Increasing the number of second year law students at Auckland University Law School will give more very good students the opportunity to study law at Auckland, Law School Dean Andrew Stockley says.
Auckland Law School has increased the number of students admitted into second year law this year by 50, to 380 students. Up to 1500 students enrol in the first year of a law degree at Auckland University, and up to 330 have been admitted to second year law for the past 10 years.
Interviewed in the March issue of the New Zealand Law Society magazine LawTalk, Professor Stockley says only accepting 330 of 1500 first year law students into second year has meant that it is much more difficult for high-achieving school leavers to study law at Auckland than at any other New Zealand law school.
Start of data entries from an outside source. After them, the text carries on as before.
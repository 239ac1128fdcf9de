//! Decision quorum engine over `decision_list`.
//!
//! All votes on one bid are serialized by locking the bid row for the
//! duration of the submitting transaction. Counting approvals, sizing the
//! quorum and writing the terminal state therefore happen atomically, and
//! votes on different bids never wait on each other.

use sqlx::{PgExecutor, PgPool};
use tender_core::error::CoreError;
use tender_core::quorum::{self, QuorumOutcome};
use tender_core::status::DecisionKind;
use tender_core::types::DbId;

use super::{BidRepo, IdentityRepo, TenderRepo};
use crate::error::{is_unique_violation, RepoError, RepoResult, StorageContext};
use crate::models::decision::{Decision, DecisionReceipt, SubmitDecision};

/// Column list shared across queries to avoid repetition.
const COLUMNS: &str = "id, bid_id, user_id, tender_id, decision, created_at";

/// One vote per `(user_id, bid_id)`.
const UNIQUE_VOTE: &str = "uq_decision_user_bid";

/// Records votes and applies the quorum policy.
pub struct DecisionRepo;

impl DecisionRepo {
    /// Record a vote and apply its effect on the bid and its tender.
    ///
    /// Fails with `NotFound` if the bid does not exist, `Validation` if
    /// `tender_id` is not the bid's tender, and `Conflict` if this user has
    /// already voted on the bid. A vote on a bid that already reached a
    /// terminal decision is stored but changes nothing.
    pub async fn submit(pool: &PgPool, input: &SubmitDecision) -> RepoResult<DecisionReceipt> {
        const OP: &str = "decision.submit";
        let mut tx = pool.begin().await.op(OP)?;

        let bid = BidRepo::lock(&mut tx, input.bid_id, OP).await?;
        if bid.tender_id != input.tender_id {
            return Err(CoreError::Validation(format!(
                "Bid {} does not belong to tender {}",
                bid.id, input.tender_id
            ))
            .into());
        }

        if Self::exists(&mut *tx, input.user_id, input.bid_id).await? {
            return Err(already_submitted().into());
        }

        let query = format!(
            "INSERT INTO decision_list (bid_id, user_id, tender_id, decision)
             VALUES ($1, $2, $3, $4)
             RETURNING {COLUMNS}"
        );
        let decision = sqlx::query_as::<_, Decision>(&query)
            .bind(input.bid_id)
            .bind(input.user_id)
            .bind(bid.tender_id)
            .bind(input.decision.as_str())
            .fetch_one(&mut *tx)
            .await
            .map_err(|err| {
                if is_unique_violation(&err, UNIQUE_VOTE) {
                    RepoError::from(already_submitted())
                } else {
                    RepoError::Storage { op: OP, source: err }
                }
            })?;

        let outcome = match input.decision {
            DecisionKind::Approved if !bid.bid_decision.is_terminal() => {
                let approvals = Self::count(&mut *tx, input.bid_id, DecisionKind::Approved).await?;
                let organization_id =
                    IdentityRepo::resolve_organization(&mut *tx, input.user_id).await?;
                let org_size = IdentityRepo::count_responsible(&mut *tx, organization_id).await?;
                quorum::evaluate(bid.bid_decision, input.decision, approvals, org_size)
            }
            _ => quorum::evaluate(bid.bid_decision, input.decision, 0, 0),
        };

        let mut bid_decision = bid.bid_decision;
        if let Some(next) = outcome.transition() {
            if BidRepo::set_decision(&mut *tx, bid.id, next).await? {
                bid_decision = next;
            }
            if outcome == QuorumOutcome::Approve {
                TenderRepo::close(&mut *tx, bid.tender_id).await?;
            }
        }

        tx.commit().await.op(OP)?;

        tracing::info!(
            user_id = %input.user_id,
            bid_id = %input.bid_id,
            decision = %input.decision,
            outcome = ?outcome,
            "Decision submitted"
        );

        Ok(DecisionReceipt {
            decision,
            bid_decision,
        })
    }

    /// Whether `user_id` has already voted on `bid_id`.
    pub async fn exists<'e, E>(executor: E, user_id: DbId, bid_id: DbId) -> RepoResult<bool>
    where
        E: PgExecutor<'e>,
    {
        let (exists,): (bool,) = sqlx::query_as(
            "SELECT EXISTS(SELECT 1 FROM decision_list WHERE user_id = $1 AND bid_id = $2)",
        )
        .bind(user_id)
        .bind(bid_id)
        .fetch_one(executor)
        .await
        .op("decision.exists")?;
        Ok(exists)
    }

    /// Number of votes of kind `decision` on `bid_id`.
    pub async fn count<'e, E>(executor: E, bid_id: DbId, decision: DecisionKind) -> RepoResult<i64>
    where
        E: PgExecutor<'e>,
    {
        let (count,): (i64,) =
            sqlx::query_as("SELECT COUNT(*) FROM decision_list WHERE bid_id = $1 AND decision = $2")
                .bind(bid_id)
                .bind(decision.as_str())
                .fetch_one(executor)
                .await
                .op("decision.count")?;
        Ok(count)
    }

    /// All votes on a bid, oldest first.
    pub async fn list_for_bid(pool: &PgPool, bid_id: DbId) -> RepoResult<Vec<Decision>> {
        let query = format!(
            "SELECT {COLUMNS} FROM decision_list
             WHERE bid_id = $1
             ORDER BY created_at ASC, id ASC"
        );
        sqlx::query_as::<_, Decision>(&query)
            .bind(bid_id)
            .fetch_all(pool)
            .await
            .op("decision.list_for_bid")
    }
}

fn already_submitted() -> CoreError {
    CoreError::Conflict("Decision already submitted for this bid".into())
}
"There is evidence from school leaver reports that some very good students have to leave the region to enhance their chances of getting into law school," he says.
"This has an impact on equity of access. Mobile school-leavers tend to be more affluent and this impacts disproportionately on Māori and Pacific students."
Other New Zealand law schools have been expanding while Auckland has remained static, he says. Even if Auckland Law School took 500 second year students, it would still be taking a lower proportion of its first year students into second year law than all other New Zealand law schools.
Professor Stockley says the University is giving the Law School the resources to appoint more student advisers and more academic staff. He says the Law School is uniquely placed among the New Zealand law schools to achieve the scale and impact of the very best Australian law schools.
"We are the only New Zealand law school ranked among the top 50 law schools in the world. But we have significantly fewer academic staff than the top Australian law schools."
Asked if there will be enough jobs for more law students, he says Auckland Law School graduates do extremely well as lawyers in New Zealand and overseas and become leaders in government, business and a wide variety of other sectors.
"I have no doubt that this will continue. Entry to second year law will still be the most competitive in the country," he says.
"The increase in student numbers will give us the staff and resources to establish a much more substantial careers mentoring programme, as occurs in many North American law schools. This is already needed and the increase in student numbers will give us the staff and resources to make it happen."
Professor Stockley says it is a "fallacy" to believe that the number of graduates from a professional school should be determined by the number of current vacancies in that profession.
"This is so particularly for law where graduates have many other options available to them."